Output Knowledge Created
This message produces several pieces of actionable knowledge:
- A precise damage assessment: 18,421 samples survived, 18,891 need to be re-extracted (plus the 3 pre-existing errors, totaling 18,894 remaining). The extraction is approximately at the halfway point.
- Confirmation that the SGLang patch is intact: The hidden state dump mechanism does not need to be re-applied. This saves potentially hours of debugging and re-patching.
- Confirmation that the extraction script needs to be re-created: Since
/tmpwas wiped, the script must be copied from its source location or rewritten. - Validation of the storage migration: The new NVMe drive at
/datahas 9.4 TB free and is performing well enough to list directories. The 2.3 TB of existing data is accessible.
The Thinking Process
The assistant's thinking process is visible in the structure of the message. It follows a logical progression:
- Quantify the loss: Count surviving samples. This is the first question anyone would ask after a crash — how much work did we lose?
- Characterize the loss type: Distinguish between pre-existing errors and crash-induced truncation. This matters for restart strategy — pre-existing errors need to be re-attempted, while truncation just needs continuation.
- Check infrastructure dependencies: Verify that the SGLang patch (the custom code enabling extraction) survived. If it didn't, the extraction cannot resume at all.
- Check operational dependencies: Verify that the extraction script (the driver program) is available. If not, it needs to be re-staged. The message ends with the results of these checks: patch survives, script missing. The assistant now has enough information to plan the restart.

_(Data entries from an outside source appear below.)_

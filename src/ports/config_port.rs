//! Configuration access port trait.

pub trait ConfigPort {
    fn get_string(&self, section: &str, key: &str) -> Option<String>;
    /// All key/value pairs of a section, keys as written in the file.
    fn get_section(&self, section: &str) -> Vec<(String, String)>;
}
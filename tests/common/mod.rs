#![allow(dead_code)]

use chrono::NaiveDate;
use hindsight::domain::error::HindsightError;
use hindsight::domain::market_data::DividendEvent;
use hindsight::ports::dividend_port::DividendSource;
use hindsight::ports::fx_port::FxRateSource;
use hindsight::ports::price_port::PriceSource;
use std::cell::Cell;
use std::collections::HashMap;

/// In-memory market data with per-port call counters.
pub struct MockMarket {
    pub prices: HashMap<(String, NaiveDate), f64>,
    pub rates: HashMap<(String, String, NaiveDate), f64>,
    pub dividends: HashMap<String, Vec<DividendEvent>>,
    pub price_errors: HashMap<String, String>,
    pub fx_errors: HashMap<String, String>,
    pub dividend_errors: HashMap<String, String>,
    pub price_calls: Cell<usize>,
    pub fx_calls: Cell<usize>,
    pub dividend_calls: Cell<usize>,
}

impl MockMarket {
    pub fn new() -> Self {
        Self {
            prices: HashMap::new(),
            rates: HashMap::new(),
            dividends: HashMap::new(),
            price_errors: HashMap::new(),
            fx_errors: HashMap::new(),
            dividend_errors: HashMap::new(),
            price_calls: Cell::new(0),
            fx_calls: Cell::new(0),
            dividend_calls: Cell::new(0),
        }
    }

    pub fn with_price(mut self, ticker: &str, day: &str, close: f64) -> Self {
        self.prices.insert((ticker.to_string(), d(day)), close);
        self
    }

    /// Registers `from->to` and its inverse.
    pub fn with_fx(mut self, from: &str, to: &str, day: &str, rate: f64) -> Self {
        self.rates
            .insert((from.to_string(), to.to_string(), d(day)), rate);
        self.rates
            .insert((to.to_string(), from.to_string(), d(day)), 1.0 / rate);
        self
    }

    pub fn with_dividend(mut self, ticker: &str, ex_date: &str, amount: f64) -> Self {
        self.dividends
            .entry(ticker.to_string())
            .or_default()
            .push(DividendEvent {
                ex_date: d(ex_date),
                per_share_amount: amount,
            });
        self
    }

    pub fn with_price_error(mut self, ticker: &str, reason: &str) -> Self {
        self.price_errors
            .insert(ticker.to_string(), reason.to_string());
        self
    }

    pub fn with_fx_error(mut self, from: &str, reason: &str) -> Self {
        self.fx_errors.insert(from.to_string(), reason.to_string());
        self
    }

    pub fn with_dividend_error(mut self, ticker: &str, reason: &str) -> Self {
        self.dividend_errors
            .insert(ticker.to_string(), reason.to_string());
        self
    }

    pub fn total_calls(&self) -> usize {
        self.price_calls.get() + self.fx_calls.get() + self.dividend_calls.get()
    }
}

impl PriceSource for MockMarket {
    fn close_price(&self, ticker: &str, date: NaiveDate) -> Result<f64, HindsightError> {
        self.price_calls.set(self.price_calls.get() + 1);
        if let Some(reason) = self.price_errors.get(ticker) {
            return Err(HindsightError::PriceUnavailable {
                ticker: ticker.to_string(),
                date,
                reason: reason.clone(),
            });
        }
        self.prices
            .get(&(ticker.to_string(), date))
            .copied()
            .ok_or_else(|| HindsightError::PriceUnavailable {
                ticker: ticker.to_string(),
                date,
                reason: format!("no data for date {}", date),
            })
    }
}

impl FxRateSource for MockMarket {
    fn rate(&self, from: &str, to: &str, date: NaiveDate) -> Result<f64, HindsightError> {
        self.fx_calls.set(self.fx_calls.get() + 1);
        if let Some(reason) = self.fx_errors.get(from) {
            return Err(HindsightError::RateUnavailable {
                from: from.to_string(),
                to: to.to_string(),
                date,
                reason: reason.clone(),
            });
        }
        self.rates
            .get(&(from.to_string(), to.to_string(), date))
            .copied()
            .ok_or_else(|| HindsightError::RateUnavailable {
                from: from.to_string(),
                to: to.to_string(),
                date,
                reason: "no rate".to_string(),
            })
    }
}

impl DividendSource for MockMarket {
    fn schedule(
        &self,
        ticker: &str,
        from: NaiveDate,
        to: NaiveDate,
    ) -> Result<Vec<DividendEvent>, HindsightError> {
        self.dividend_calls.set(self.dividend_calls.get() + 1);
        if let Some(reason) = self.dividend_errors.get(ticker) {
            return Err(HindsightError::DividendsUnavailable {
                ticker: ticker.to_string(),
                reason: reason.clone(),
            });
        }
        Ok(self
            .dividends
            .get(ticker)
            .map(|events| {
                events
                    .iter()
                    .filter(|e| e.ex_date >= from && e.ex_date <= to)
                    .cloned()
                    .collect()
            })
            .unwrap_or_default())
    }
}

/// Market with the AAPL closes and EUR/GBP rates used across the tests.
pub fn sample_market() -> MockMarket {
    MockMarket::new()
        .with_price("AAPL", "2025-07-18", 211.18)
        .with_price("AAPL", "2025-07-17", 210.02)
        .with_price("AAPL", "2025-03-31", 200.50)
        .with_price("AAPL", "2025-06-20", 205.75)
        .with_fx("EUR", "USD", "2025-07-18", 1.0815)
        .with_fx("EUR", "USD", "2025-03-31", 1.0500)
        .with_fx("EUR", "USD", "2025-06-20", 1.0700)
        .with_fx("GBP", "USD", "2025-07-18", 1.0 / 0.85)
        .with_fx("GBP", "USD", "2025-03-31", 1.0 / 0.80)
}

pub fn d(s: &str) -> NaiveDate {
    NaiveDate::parse_from_str(s, "%Y-%m-%d").unwrap()
}

pub fn date(y: i32, m: u32, day: u32) -> NaiveDate {
    NaiveDate::from_ymd_opt(y, m, day).unwrap()
}
//! Market data values handed to the core by the collaborator ports.

use chrono::NaiveDate;
use serde::Serialize;

/// A closing price for one trading day.
#[derive(Debug, Clone, PartialEq)]
pub struct PricePoint {
    pub date: NaiveDate,
    pub close: f64,
}

/// 1 unit of `from` buys `rate` units of `to` on `date`.
#[derive(Debug, Clone, PartialEq)]
pub struct FxRate {
    pub from: String,
    pub to: String,
    pub date: NaiveDate,
    pub rate: f64,
}

impl FxRate {
    /// The same quote seen from the other side of the pair.
    pub fn inverse(&self) -> FxRate {
        FxRate {
            from: self.to.clone(),
            to: self.from.clone(),
            date: self.date,
            rate: 1.0 / self.rate,
        }
    }
}

/// A cash dividend paid per share held at the ex-dividend date.
#[derive(Debug, Clone, PartialEq, Serialize)]
#[serde(rename_all = "camelCase")]
pub struct DividendEvent {
    pub ex_date: NaiveDate,
    pub per_share_amount: f64,
}
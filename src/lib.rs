//! Appends timestamped lines to `metadata.db` on behalf of a foreign host.
//!
//! Built as a `cdylib` exporting `guardar_registro_c(const char*)`, and as
//! an `rlib` for Rust callers.

mod error;
mod ffi;
mod record;

pub use error::{RecordError, Result};
pub use ffi::{RECORD_SYMBOL, RecordFn, record_c};
pub use record::{RECORD_FILE, Timestamp, append_record, format_record, record};
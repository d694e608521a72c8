use std::io::{self, BufRead};
use std::path::PathBuf;

use clap::Parser;

#[derive(Parser, Debug)]
#[command(
    name = "metadata-recorder",
    version,
    about = "Append timestamped records to metadata.db"
)]
pub struct Cli {
    /// Load the recorder from this shared library instead of the linked copy.
    #[arg(long)]
    pub library: Option<PathBuf>,

    #[arg(long, default_value = "text")]
    pub output: String,

    #[arg(short, long, action = clap::ArgAction::Count)]
    pub verbose: u8,

    /// One record per value. Reads stdin line by line when omitted.
    pub payloads: Vec<String>,
}

impl Cli {
    pub fn validate(&self) -> Result<(), String> {
        match self.output.as_str() {
            "text" | "json" => Ok(()),
            other => Err(format!("Unknown output format: {other}")),
        }
    }
}

/// Split `reader` into newline-terminated payloads, keeping raw bytes.
///
/// A trailing `\r` is dropped the same way `BufRead::lines` drops it.
pub fn read_payloads<R: BufRead>(reader: R) -> io::Result<Vec<Vec<u8>>> {
    reader
        .split(b'\n')
        .map(|line| {
            line.map(|mut bytes| {
                if bytes.last() == Some(&b'\r') {
                    bytes.pop();
                }
                bytes
            })
        })
        .collect()
}
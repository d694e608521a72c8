use std::borrow::Cow;
use std::io::{self, Write};
use std::path::Path;

use serde::Serialize;

use crate::host::{Backend, HostError, Submission};

pub fn print_submission(format: &str, submission: &Submission) -> Result<(), HostError> {
    match format {
        "text" => print_text(submission),
        "json" => print_json(submission),
        other => Err(HostError::InvalidArg(format!(
            "Unknown output format: {other}"
        ))),
    }
}

fn print_text(submission: &Submission) -> Result<(), HostError> {
    let mut out = io::stdout();
    match &submission.backend {
        Backend::Linked => writeln!(out, "Backend: linked")?,
        Backend::Library(path) => writeln!(out, "Backend: library ({})", path.display())?,
        Backend::Unavailable { reason, .. } => writeln!(out, "Backend: unavailable ({reason})")?,
    }
    writeln!(
        out,
        "Records: {} of {}",
        submission.submitted,
        submission.payloads.len()
    )?;
    if submission.submitted > 0 {
        for (idx, payload) in submission.payloads.iter().enumerate() {
            writeln!(
                out,
                "  {:>3}  {}",
                idx + 1,
                String::from_utf8_lossy(payload).escape_debug()
            )?;
        }
    }
    Ok(())
}

#[derive(Serialize)]
struct JsonSubmission<'a> {
    backend: &'static str,
    #[serde(skip_serializing_if = "Option::is_none")]
    library: Option<&'a Path>,
    #[serde(skip_serializing_if = "Option::is_none")]
    reason: Option<&'a str>,
    submitted: usize,
    payloads: Vec<Cow<'a, str>>,
}

fn print_json(submission: &Submission) -> Result<(), HostError> {
    let (backend, library, reason) = match &submission.backend {
        Backend::Linked => ("linked", None, None),
        Backend::Library(path) => ("library", Some(path.as_path()), None),
        Backend::Unavailable { path, reason } => {
            ("unavailable", Some(path.as_path()), Some(reason.as_str()))
        }
    };
    let json = JsonSubmission {
        backend,
        library,
        reason,
        submitted: submission.submitted,
        payloads: submission
            .payloads
            .iter()
            .map(|p| String::from_utf8_lossy(p))
            .collect(),
    };
    let out = serde_json::to_string_pretty(&json)?;
    println!("{out}");
    Ok(())
}
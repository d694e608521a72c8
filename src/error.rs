use std::io;
use std::path::PathBuf;

use thiserror::Error;

#[derive(Error, Debug)]
pub enum RecordError {
    #[error("cannot open {path} for append: {source}")]
    Open {
        path: PathBuf,
        #[source]
        source: io::Error,
    },

    #[error("cannot write record to {path}: {source}")]
    Write {
        path: PathBuf,
        #[source]
        source: io::Error,
    },
}

pub type Result<T> = std::result::Result<T, RecordError>;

The next steps would logically be: re-create the extraction script, restart the SGLang server with the dump patch, and resume extraction from sample 18,422.
Broader Significance
This message is a microcosm of the challenges of large-scale ML engineering. The romanticized view of ML work focuses on model architecture and training algorithms. The reality is that most time is spent managing infrastructure — dealing with storage failures, GPU memory limits, process crashes, and the delicate dance of keeping long-running jobs alive.
The assistant's methodical approach here — assess first, act second — is the hallmark of experienced infrastructure engineering. Rather than rushing to restart the extraction, it takes the time to understand exactly what state the system is in. This prevents the common mistake of restarting from scratch (wasting 24 hours of work) or restarting with missing dependencies (wasting time on a doomed job).
The message also illustrates the importance of designing pipelines that survive partial failures. The directory-per-2000-samples structure means that even if the extraction is interrupted mid-directory, the completed directories are fully usable. The 3 pre-existing errors don't block progress. This design choice, made early in the pipeline development, pays dividends during recovery.
Conclusion
Message <msg id=4203> is a masterclass in post-crash assessment. In just two bash commands and a few lines of analysis, the assistant establishes exactly what survived a catastrophic storage failure: 18,421 samples of hidden state data (49.4% of the target), an intact SGLang patch, and a clear path forward. The missing extraction script in /tmp is a minor inconvenience, not a blocker. The assistant has done the hard work of understanding the system's state, and the recovery can now proceed with confidence.